Lavoro assicurato e mai più licenziamenti per questo motivo che ha stabilito la Consulta a proposito della Legge Fornero

Arriva una buona notizia per i lavoratori che dall’ingresso della Riforma Monte-Fornero sono sottoposti a molte ingiustizie. Tutelata dalla Consulta la dignità della persona e del lavoro, abolendo un punto fondamentale della Riforma. Il lavoro assicurato e mai più licenziamenti per questo motivo che ha stabilito la Consulta a proposito della Legge Fornero. Infatti, la Consulta con la sentenza n. 59 del primo aprile 2021 ha abolito il licenziamento individuale per giustificato motivo oggettivo. Analizziamo di cosa si tratta e come sono tutelati i lavoratori.
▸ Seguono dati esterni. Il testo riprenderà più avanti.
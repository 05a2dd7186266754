//! JSONL catalog loading.
//!
//! A catalog directory holds one JSONL (JSON Lines) file per record kind:
//!
//! | File | Record |
//! | --- | --- |
//! | `rules.jsonl` | [`BusinessRule`] (required) |
//! | `dependencies.jsonl` | [`DependencyEdge`] |
//! | `mappings.jsonl` | [`FileRuleMapping`] |
//! | `ownerships.jsonl` | [`Ownership`] |
//! | `incidents.jsonl` | [`Incident`] |
//! | `projects.jsonl` | [`Project`] |
//!
//! Loading is resilient: a bad line or a record pointing at an unknown rule
//! is skipped and reported as a [`LoadWarning`], and the rest of the catalog
//! still loads. Only a missing directory or a missing `rules.jsonl` aborts.
//!
//! Dependency cycles are kept. The traversal is cycle safe, and a cycle
//! between business rules is a legitimate thing to record.

use super::in_memory::RuleCatalog;
use super::{CatalogSource, LoadedCatalog};
use crate::domain::{
    BusinessRule, DependencyEdge, FileRuleMapping, Incident, Ownership, OwnershipRole, Project,
    ProjectId, RuleId,
};
use crate::error::{CatalogError, Result};
use async_trait::async_trait;
use serde::de::DeserializeOwned;
use std::collections::HashSet;
use std::fmt;
use std::path::{Path, PathBuf};
use tokio::fs::File;
use tokio::io::{AsyncBufReadExt, BufReader};

/// Name of the rules file
pub const RULES_FILE_NAME: &str = "rules.jsonl";

/// Name of the dependency edges file
pub const DEPENDENCIES_FILE_NAME: &str = "dependencies.jsonl";

/// Name of the file mappings file
pub const MAPPINGS_FILE_NAME: &str = "mappings.jsonl";

/// Name of the ownerships file
pub const OWNERSHIPS_FILE_NAME: &str = "ownerships.jsonl";

/// Name of the incidents file
pub const INCIDENTS_FILE_NAME: &str = "incidents.jsonl";

/// Name of the projects file
pub const PROJECTS_FILE_NAME: &str = "projects.jsonl";

/// Every catalog file, in load order
pub const CATALOG_FILE_NAMES: [&str; 6] = [
    RULES_FILE_NAME,
    PROJECTS_FILE_NAME,
    DEPENDENCIES_FILE_NAME,
    MAPPINGS_FILE_NAME,
    OWNERSHIPS_FILE_NAME,
    INCIDENTS_FILE_NAME,
];

/// Warnings that can occur during catalog loading.
///
/// These are non-fatal: the offending line or record is skipped (except for
/// [`LoadWarning::MultiplePrimaryOwners`], which is kept) and loading goes on.
#[derive(Debug, Clone, PartialEq, Eq)]
pub enum LoadWarning {
    /// Malformed JSON line that couldn't be parsed
    ///
    /// **Effect**: Line is skipped entirely.
    MalformedJson {
        /// Catalog file name
        file: &'static str,
        /// 1-based line number
        line_number: usize,
        /// Parser error
        error: String,
    },

    /// Rule record failed validation (blank id or name)
    ///
    /// **Effect**: The rule is not loaded.
    InvalidRule {
        /// 1-based line number in `rules.jsonl`
        line_number: usize,
        /// Validation error
        error: String,
    },

    /// A second rule record reuses an id
    ///
    /// **Effect**: The first record wins; the later one is skipped.
    DuplicateRule {
        /// The repeated id
        rule_id: RuleId,
        /// 1-based line number of the skipped record
        line_number: usize,
    },

    /// Project record failed validation (blank id or name)
    ///
    /// **Effect**: The project is not loaded.
    InvalidProject {
        /// 1-based line number in `projects.jsonl`
        line_number: usize,
        /// Validation error
        error: String,
    },

    /// A second project record reuses an id
    ///
    /// **Effect**: The first record wins; the later one is skipped.
    DuplicateProject {
        /// The repeated id
        project_id: ProjectId,
        /// 1-based line number of the skipped record
        line_number: usize,
    },

    /// A record references a rule that is not in the catalog
    ///
    /// **Effect**: The record is skipped.
    OrphanedReference {
        /// Catalog file name
        file: &'static str,
        /// 1-based line number
        line_number: usize,
        /// The unknown rule id
        rule_id: RuleId,
    },

    /// A dependency edge points from a rule to itself
    ///
    /// **Effect**: The edge is skipped; it carries no impact information.
    SelfLoop {
        /// The rule on both ends
        rule_id: RuleId,
        /// 1-based line number in `dependencies.jsonl`
        line_number: usize,
    },

    /// A rule has more than one `PRIMARY_OWNER`
    ///
    /// **Effect**: All records are kept; the ownership service should fix this.
    MultiplePrimaryOwners {
        /// The rule with competing owners
        rule_id: RuleId,
    },
}

impl fmt::Display for LoadWarning {
    fn fmt(&self, f: &mut fmt::Formatter<'_>) -> fmt::Result {
        match self {
            Self::MalformedJson {
                file,
                line_number,
                error,
            } => write!(f, "{file}:{line_number}: malformed JSON: {error}"),
            Self::InvalidRule { line_number, error } => {
                write!(f, "{RULES_FILE_NAME}:{line_number}: invalid rule: {error}")
            }
            Self::DuplicateRule {
                rule_id,
                line_number,
            } => write!(
                f,
                "{RULES_FILE_NAME}:{line_number}: duplicate rule id '{rule_id}' skipped"
            ),
            Self::InvalidProject { line_number, error } => {
                write!(f, "{PROJECTS_FILE_NAME}:{line_number}: invalid project: {error}")
            }
            Self::DuplicateProject {
                project_id,
                line_number,
            } => write!(
                f,
                "{PROJECTS_FILE_NAME}:{line_number}: duplicate project id '{project_id}' skipped"
            ),
            Self::OrphanedReference {
                file,
                line_number,
                rule_id,
            } => write!(
                f,
                "{file}:{line_number}: unknown rule '{rule_id}', record skipped"
            ),
            Self::SelfLoop {
                rule_id,
                line_number,
            } => write!(
                f,
                "{DEPENDENCIES_FILE_NAME}:{line_number}: rule '{rule_id}' depends on itself, edge skipped"
            ),
            Self::MultiplePrimaryOwners { rule_id } => {
                write!(f, "rule '{rule_id}' has more than one PRIMARY_OWNER")
            }
        }
    }
}

/// Catalog source backed by a directory of JSONL files.
#[derive(Debug, Clone)]
pub struct JsonlCatalogSource {
    dir: PathBuf,
}

impl JsonlCatalogSource {
    /// Create a source reading from `dir`
    pub fn new(dir: PathBuf) -> Self {
        Self { dir }
    }

    /// Directory the catalog is read from
    pub fn dir(&self) -> &Path {
        &self.dir
    }
}

#[async_trait]
impl CatalogSource for JsonlCatalogSource {
    async fn load(&self) -> Result<LoadedCatalog> {
        load_catalog_dir(&self.dir).await
    }
}

/// Load a catalog from a directory of JSONL files.
///
/// # Algorithm
///
/// 1. Parse rules and projects, skipping malformed, invalid and duplicate
///    records
/// 2. Parse edges, mappings, ownerships and incidents, skipping any record
///    whose rule ids are not among the loaded rules
/// 3. Flag rules with competing primary owners
///
/// # Errors
///
/// - `CatalogError::MissingDirectory` if `dir` does not exist
/// - `CatalogError::MissingFile` if `rules.jsonl` does not exist
/// - `Error::Io` if a file cannot be read
pub async fn load_catalog_dir(dir: &Path) -> Result<LoadedCatalog> {
    if !tokio::fs::try_exists(dir).await? {
        return Err(CatalogError::MissingDirectory(dir.to_path_buf()).into());
    }

    let rules_path = dir.join(RULES_FILE_NAME);
    if !tokio::fs::try_exists(&rules_path).await? {
        return Err(CatalogError::MissingFile(rules_path).into());
    }

    let mut warnings = Vec::new();
    let mut catalog = RuleCatalog::new();

    // First pass: rules and projects
    let rules: Vec<(usize, BusinessRule)> =
        read_records(&rules_path, RULES_FILE_NAME, &mut warnings).await?;
    for (line_number, rule) in rules {
        if let Err(error) = rule.validate() {
            warnings.push(LoadWarning::InvalidRule { line_number, error });
            continue;
        }
        if catalog.contains_rule(&rule.id) {
            warnings.push(LoadWarning::DuplicateRule {
                rule_id: rule.id,
                line_number,
            });
            continue;
        }
        catalog.insert_rule(rule);
    }

    let projects: Vec<(usize, Project)> = read_optional_records(
        &dir.join(PROJECTS_FILE_NAME),
        PROJECTS_FILE_NAME,
        &mut warnings,
    )
    .await?;
    for (line_number, project) in projects {
        if let Err(error) = project.validate() {
            warnings.push(LoadWarning::InvalidProject { line_number, error });
            continue;
        }
        if catalog.contains_project(&project.id) {
            warnings.push(LoadWarning::DuplicateProject {
                project_id: project.id,
                line_number,
            });
            continue;
        }
        catalog.insert_project(project);
    }

    // Second pass: records that reference rules
    let edges: Vec<(usize, DependencyEdge)> = read_optional_records(
        &dir.join(DEPENDENCIES_FILE_NAME),
        DEPENDENCIES_FILE_NAME,
        &mut warnings,
    )
    .await?;
    for (line_number, edge) in edges {
        if edge.is_self_loop() {
            warnings.push(LoadWarning::SelfLoop {
                rule_id: edge.source_rule_id,
                line_number,
            });
            continue;
        }
        let orphan = [&edge.source_rule_id, &edge.target_rule_id]
            .into_iter()
            .find(|id| !catalog.contains_rule(id))
            .cloned();
        if let Some(rule_id) = orphan {
            warnings.push(LoadWarning::OrphanedReference {
                file: DEPENDENCIES_FILE_NAME,
                line_number,
                rule_id,
            });
            continue;
        }
        catalog.add_edge(edge);
    }

    let mappings: Vec<(usize, FileRuleMapping)> = read_optional_records(
        &dir.join(MAPPINGS_FILE_NAME),
        MAPPINGS_FILE_NAME,
        &mut warnings,
    )
    .await?;
    for (line_number, mapping) in mappings {
        if !catalog.contains_rule(&mapping.rule_id) {
            warnings.push(LoadWarning::OrphanedReference {
                file: MAPPINGS_FILE_NAME,
                line_number,
                rule_id: mapping.rule_id,
            });
            continue;
        }
        catalog.add_mapping(mapping);
    }

    let ownerships: Vec<(usize, Ownership)> = read_optional_records(
        &dir.join(OWNERSHIPS_FILE_NAME),
        OWNERSHIPS_FILE_NAME,
        &mut warnings,
    )
    .await?;
    let mut primary_owned = HashSet::new();
    let mut contested = Vec::new();
    for (line_number, ownership) in ownerships {
        if !catalog.contains_rule(&ownership.rule_id) {
            warnings.push(LoadWarning::OrphanedReference {
                file: OWNERSHIPS_FILE_NAME,
                line_number,
                rule_id: ownership.rule_id,
            });
            continue;
        }
        if ownership.role == OwnershipRole::PrimaryOwner
            && !primary_owned.insert(ownership.rule_id.clone())
            && !contested.contains(&ownership.rule_id)
        {
            contested.push(ownership.rule_id.clone());
        }
        catalog.add_ownership(ownership);
    }
    warnings.extend(
        contested
            .into_iter()
            .map(|rule_id| LoadWarning::MultiplePrimaryOwners { rule_id }),
    );

    let incidents: Vec<(usize, Incident)> = read_optional_records(
        &dir.join(INCIDENTS_FILE_NAME),
        INCIDENTS_FILE_NAME,
        &mut warnings,
    )
    .await?;
    for (line_number, incident) in incidents {
        if !catalog.contains_rule(&incident.rule_id) {
            warnings.push(LoadWarning::OrphanedReference {
                file: INCIDENTS_FILE_NAME,
                line_number,
                rule_id: incident.rule_id,
            });
            continue;
        }
        catalog.add_incident(incident);
    }

    let stats = catalog.stats();
    tracing::debug!(
        dir = %dir.display(),
        rules = stats.rules,
        edges = stats.edges,
        mappings = stats.mappings,
        projects = stats.projects,
        warnings = warnings.len(),
        "Catalog loaded"
    );

    Ok(LoadedCatalog { catalog, warnings })
}

/// Read a file that may legitimately be absent; absence means no records.
async fn read_optional_records<T: DeserializeOwned>(
    path: &Path,
    file: &'static str,
    warnings: &mut Vec<LoadWarning>,
) -> Result<Vec<(usize, T)>> {
    if !tokio::fs::try_exists(path).await? {
        tracing::debug!(path = %path.display(), "Optional catalog file missing, treating as empty");
        return Ok(Vec::new());
    }
    read_records(path, file, warnings).await
}

/// Parse every non-blank line of a JSONL file.
///
/// Returns the parsed records paired with their 1-based line numbers.
async fn read_records<T: DeserializeOwned>(
    path: &Path,
    file: &'static str,
    warnings: &mut Vec<LoadWarning>,
) -> Result<Vec<(usize, T)>> {
    let handle = File::open(path).await?;
    let mut lines = BufReader::new(handle).lines();
    let mut records = Vec::new();
    let mut line_number = 0;

    while let Some(line) = lines.next_line().await? {
        line_number += 1;
        let trimmed = line.trim();
        if trimmed.is_empty() {
            continue;
        }
        match serde_json::from_str::<T>(trimmed) {
            Ok(record) => records.push((line_number, record)),
            Err(e) => warnings.push(LoadWarning::MalformedJson {
                file,
                line_number,
                error: e.to_string(),
            }),
        }
    }

    Ok(records)
}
Lavoro assicurato e mai più licenziamenti per questo motivo che ha stabilito la Consulta a proposito della Legge Fornero

Prima di addentrarci nella sentenza della Consulta, bisogna fare un passo indietro ed analizzare le modifiche apportate nel 2012. Elsa Fornero, all’epoca Ministra del Lavoro, ha modificato in modo processuale e sostanziale l’articolo 18 dello Statuto dei Lavoratori.

Dall’entrata in vigore della Riforma, i lavoratori hanno perso la tutela del reintegro del posto di lavoro. In modo specifico nelle situazioni remote di licenziamenti avvenute per cause oggettive ed economiche.

La Consulta interviene

La Consulta, finalmente, ha eliminato la discrezionalità che offuscava il reintegro anche in casi di provata ingiustizia. In quanto, anche dimostrare l’insussistenza della motivazione che aveva portato al licenziamento non era sufficiente.

Una mancanza di tutela e aggravio di danni nei confronti dei lavoratori.

La Corte ha rivisto le iniquità della Legge Fornero e grazie a questa sentenza, i giudici sono “obbligati” a reintegrare il lavoratore. Prima, invece, “potevano applicare il reintegro” nel caso di motivo oggettivo con dimostrazione di insussistenza .

Questo provvedimento investe solo i lavoratori con contratti di assunzioni a tempo indeterminato prima del 7 marzo 2015.

Per tutti gli altri contratti si continuano ad applicare le norme previste nel Jobs Act.

Sono innumerevole le sentenze emesse dopo l’entrata in vigore della Legge Fornero chiamata anche Riforma di “lacrime e sangue”.

In particolare, le sentenze più significative che hanno difeso la tutela dei lavoratori, sono la n. 194/2018 e la n. 150/2020.